Comic Joe Tracini Shares Strategies For Winning The Battle of Suicide Ideation
British comic actor Joe Tracini suffers from borderline personality disorder which includes near-constant suicidal thoughts. In a new book and in videos on social media, he explains what “life is like when you have a brain that is essentially trying to murder you every day.”
Joe Tracini is a walking trigger warning for suicide. As an actor and television celebrity in Britain, he has large followings on Twitter, Instagram and YouTube and has recently appeared on a number of talk shows discussing unrelenting suicidal feelings, which he attributes to borderline personality disorder. It’s a battle he faces daily.
Earlier this year, his best-selling book, Ten Things I Hate About Myself, came out in paperback in the US and other countries. His comments on social media and in the press are not just publicity, though. They are an essential part of his survival strategy.
Slight in build, balding with round glasses, Tracini speaks in a disjointed, high-energy but passionate manner. He uses a variety of mediums to vividly and sometimes humorously describes what it’s like to live with a side of your personality that is relentlessly destructive.
According to the Mayo Clinic, people with borderline personality disorder (BPD) experience symptoms including: intense fear of abandonment, patterns of unstable, intense relationships, rapid changes in self-identity, and paranoia, and episodes of impulsive and risky behavior. People with this mental condition often have a history of suicide attempts and as many as 10 percent die by suicide, according to a 2019 review of research on suicide and BPD.
In a two-character self-dialogue video that is “pinned” – always listed at the top of his Twitter feed – Tracini describes his borderline symptoms while on the second screen, a dual image of Tracini in a t-shirt emblazoned with “BPD” interjects distracting and disparaging comments. “I feel empty inside – all the time. Like a Father Christmas chocolate that’s hollow inside. He looks happy and shiny but inside, he’s hollow,” Tracini explains. “Another symptom is abandonment. I am afraid people will leave me all the time. If I receive a text that says, "I miss you, I am coming back,” he continues before the BPD self interjects: “They are lying to you. They just feel sorry for you because you keep going on about shit like this for attention.”

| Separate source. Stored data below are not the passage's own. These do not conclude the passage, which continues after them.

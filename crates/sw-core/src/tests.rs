//! Unit tests for sw-core primitives.

#[cfg(test)]
mod ids {
    use crate::{EdgeId, NodeId, VertexId, WayId};

    #[test]
    fn index_roundtrip() {
        let id = VertexId(42);
        assert_eq!(id.index(), 42);
        assert_eq!(VertexId::try_from(42usize).unwrap(), id);
    }

    #[test]
    fn invalid_sentinels_are_max() {
        assert_eq!(VertexId::INVALID.0, u32::MAX);
        assert_eq!(EdgeId::default(), EdgeId::INVALID);
    }

    #[test]
    fn display() {
        assert_eq!(VertexId(7).to_string(), "VertexId(7)");
        assert_eq!(WayId(-3).to_string(), "WayId(-3)");
        assert_eq!(NodeId::from(12_345).to_string(), "NodeId(12345)");
    }
}

#[cfg(test)]
mod geo {
    use crate::{GeoBounds, GeoPoint};

    #[test]
    fn zero_distance() {
        let p = GeoPoint::new(40.7128, -74.0060);
        assert!(p.distance_m(p) < 1e-6);
    }

    #[test]
    fn one_degree_latitude() {
        // ~1 degree of latitude ≈ 111 km
        let a = GeoPoint::new(30.0, -88.0);
        let b = GeoPoint::new(31.0, -88.0);
        let d = a.distance_m(b);
        assert!((d - 111_195.0).abs() < 50.0, "got {d}");
    }

    #[test]
    fn distance_is_symmetric() {
        let a = GeoPoint::new(40.7128, -74.0060);
        let b = GeoPoint::new(40.7306, -73.9352);
        assert_eq!(a.distance_m(b), b.distance_m(a));
    }

    #[test]
    fn cardinal_bearings() {
        let o = GeoPoint::new(0.0, 0.0);
        assert!(o.bearing_to(GeoPoint::new(1.0, 0.0)).abs() < 1e-9);
        assert!((o.bearing_to(GeoPoint::new(0.0, 1.0)) - 90.0).abs() < 1e-9);
        assert!((o.bearing_to(GeoPoint::new(-1.0, 0.0)) - 180.0).abs() < 1e-9);
        assert!((o.bearing_to(GeoPoint::new(0.0, -1.0)) - 270.0).abs() < 1e-9);
    }

    #[test]
    fn destination_matches_distance_and_bearing() {
        let start = GeoPoint::new(40.7128, -74.0060);
        let end = start.destination(63.0, 1_500.0);
        assert!((start.distance_m(end) - 1_500.0).abs() < 0.01);
        assert!((start.bearing_to(end) - 63.0).abs() < 0.01);
    }

    #[test]
    fn destination_wraps_antimeridian() {
        let p = GeoPoint::new(0.0, 179.999).destination(90.0, 1_000.0);
        assert!(p.lon < -179.99 && p.lon >= -180.0, "got {p}");
    }

    #[test]
    fn bounds_cover_radius() {
        let center = GeoPoint::new(40.7128, -74.0060);
        let b = GeoBounds::around(center, 1.0);
        for bearing in [0.0, 90.0, 180.0, 270.0] {
            let edge = center.destination(bearing, 990.0);
            assert!(b.contains(edge), "bearing {bearing} escaped {b:?}");
        }
        assert!(!b.contains(center.destination(0.0, 2_000.0)));
    }

    #[test]
    fn unit_vector_is_normalised() {
        let v = GeoPoint::new(51.5, -0.12).to_unit_vector();
        let norm = (v[0] * v[0] + v[1] * v[1] + v[2] * v[2]).sqrt();
        assert!((norm - 1.0).abs() < 1e-12);
    }
}

#[cfg(test)]
mod angles {
    use rand::rngs::SmallRng;
    use rand::{Rng, SeedableRng};

    use crate::{angular_difference, bearing, normalize_bearing, GeoPoint};

    #[test]
    fn difference_wraps_through_north() {
        assert_eq!(angular_difference(350.0, 10.0), 20.0);
        assert_eq!(angular_difference(10.0, 350.0), -20.0);
        assert_eq!(angular_difference(90.0, 90.0), 0.0);
        assert_eq!(angular_difference(0.0, 180.0).abs(), 180.0);
    }

    #[test]
    fn normalize_handles_negative_and_large() {
        assert_eq!(normalize_bearing(-45.0), 315.0);
        assert_eq!(normalize_bearing(720.0), 0.0);
        assert_eq!(normalize_bearing(359.5), 359.5);
    }

    #[test]
    fn ranges_hold_for_random_inputs() {
        let mut rng = SmallRng::seed_from_u64(7);
        for _ in 0..10_000 {
            let a = GeoPoint::new(rng.gen_range(-89.9..89.9), rng.gen_range(-180.0..180.0));
            let b = GeoPoint::new(rng.gen_range(-89.9..89.9), rng.gen_range(-180.0..180.0));
            let brg = bearing(a, b);
            assert!((0.0..360.0).contains(&brg), "bearing {brg}");

            let x: f64 = rng.gen_range(-1_000.0..1_000.0);
            let y: f64 = rng.gen_range(-1_000.0..1_000.0);
            let d = angular_difference(x, y);
            assert!((-180.0..=180.0).contains(&d), "difference {d}");
            assert!((0.0..360.0).contains(&normalize_bearing(x)));
        }
    }
}

#[cfg(test)]
mod compass {
    use crate::CompassPoint;

    #[test]
    fn sectors() {
        assert_eq!(CompassPoint::from_bearing(0.0), CompassPoint::North);
        assert_eq!(CompassPoint::from_bearing(22.4), CompassPoint::North);
        assert_eq!(CompassPoint::from_bearing(22.5), CompassPoint::Northeast);
        assert_eq!(CompassPoint::from_bearing(180.0), CompassPoint::South);
        assert_eq!(CompassPoint::from_bearing(350.0), CompassPoint::North);
        assert_eq!(CompassPoint::from_bearing(-90.0), CompassPoint::West);
    }

    #[test]
    fn display_name() {
        assert_eq!(CompassPoint::Southwest.to_string(), "Southwest");
    }
}

#[cfg(test)]
mod parse {
    use crate::{CoreError, GeoPoint};

    #[test]
    fn accepts_lat_lon_pair() {
        let p: GeoPoint = " 29.333 , 21.44 ".parse().unwrap();
        assert_eq!(p, GeoPoint::new(29.333, 21.44));
        let q: GeoPoint = "-29.777,-82.444".parse().unwrap();
        assert_eq!(q, GeoPoint::new(-29.777, -82.444));
    }

    #[test]
    fn rejects_wrong_arity() {
        assert!(matches!("29.3".parse::<GeoPoint>(), Err(CoreError::Parse(_))));
        assert!(matches!("1,2,3".parse::<GeoPoint>(), Err(CoreError::Parse(_))));
    }

    #[test]
    fn rejects_non_numeric() {
        assert!(matches!("north,2".parse::<GeoPoint>(), Err(CoreError::Parse(_))));
    }

    #[test]
    fn rejects_out_of_range() {
        assert_eq!(
            "91,0".parse::<GeoPoint>(),
            Err(CoreError::InvalidCoordinate { lat: 91.0, lon: 0.0 })
        );
        assert!("0,-181".parse::<GeoPoint>().is_err());
    }
}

Tracini, now 34 and married, experienced periods of substance use disorder, including cocaine and alcohol -- and describes several suicide attempts in his book. Fortunately,he has found strategies to help him “live with wanting to die” all the time.
In one YouTube interview, he explains why his public acknowledgments of his near-constant thoughts of suicide are keeping him alive.
“I had to find a way to live with wanting to die. So I basically just decided that I need to tell as many people as I can that I am not alright. Because the more people that I tell, the better chance there is of me being OK without bringing it up. That is just how I live every day now.”
Another strategy he employs is to write notes to himself on why he should stay and “wait it out.”
One of his notes posted on Twitter reads, in part: “Whatever it is, you can just get through today, tonight, and have another go at tomorrow. Even if tomorrow’s not what you need, want or expect, if you’re telling yourself you’re not worth waking up, going to sleep is something to be proud of. I promise you will remember how it feels to feel something else.”
That Twitter post ended with: “I’m ok, and I hope you are too. Please wait xx.”
His book, Ten Things I Hate About Myself, subtitled: How to Stay Alive with a Brain That’s Trying to Kill You, is available in hardback, paperback, and e-book form.
Note: This is a corrected version of the article originally posted. The name of Tracini’s condition was inaccurately described as bipolar disorder.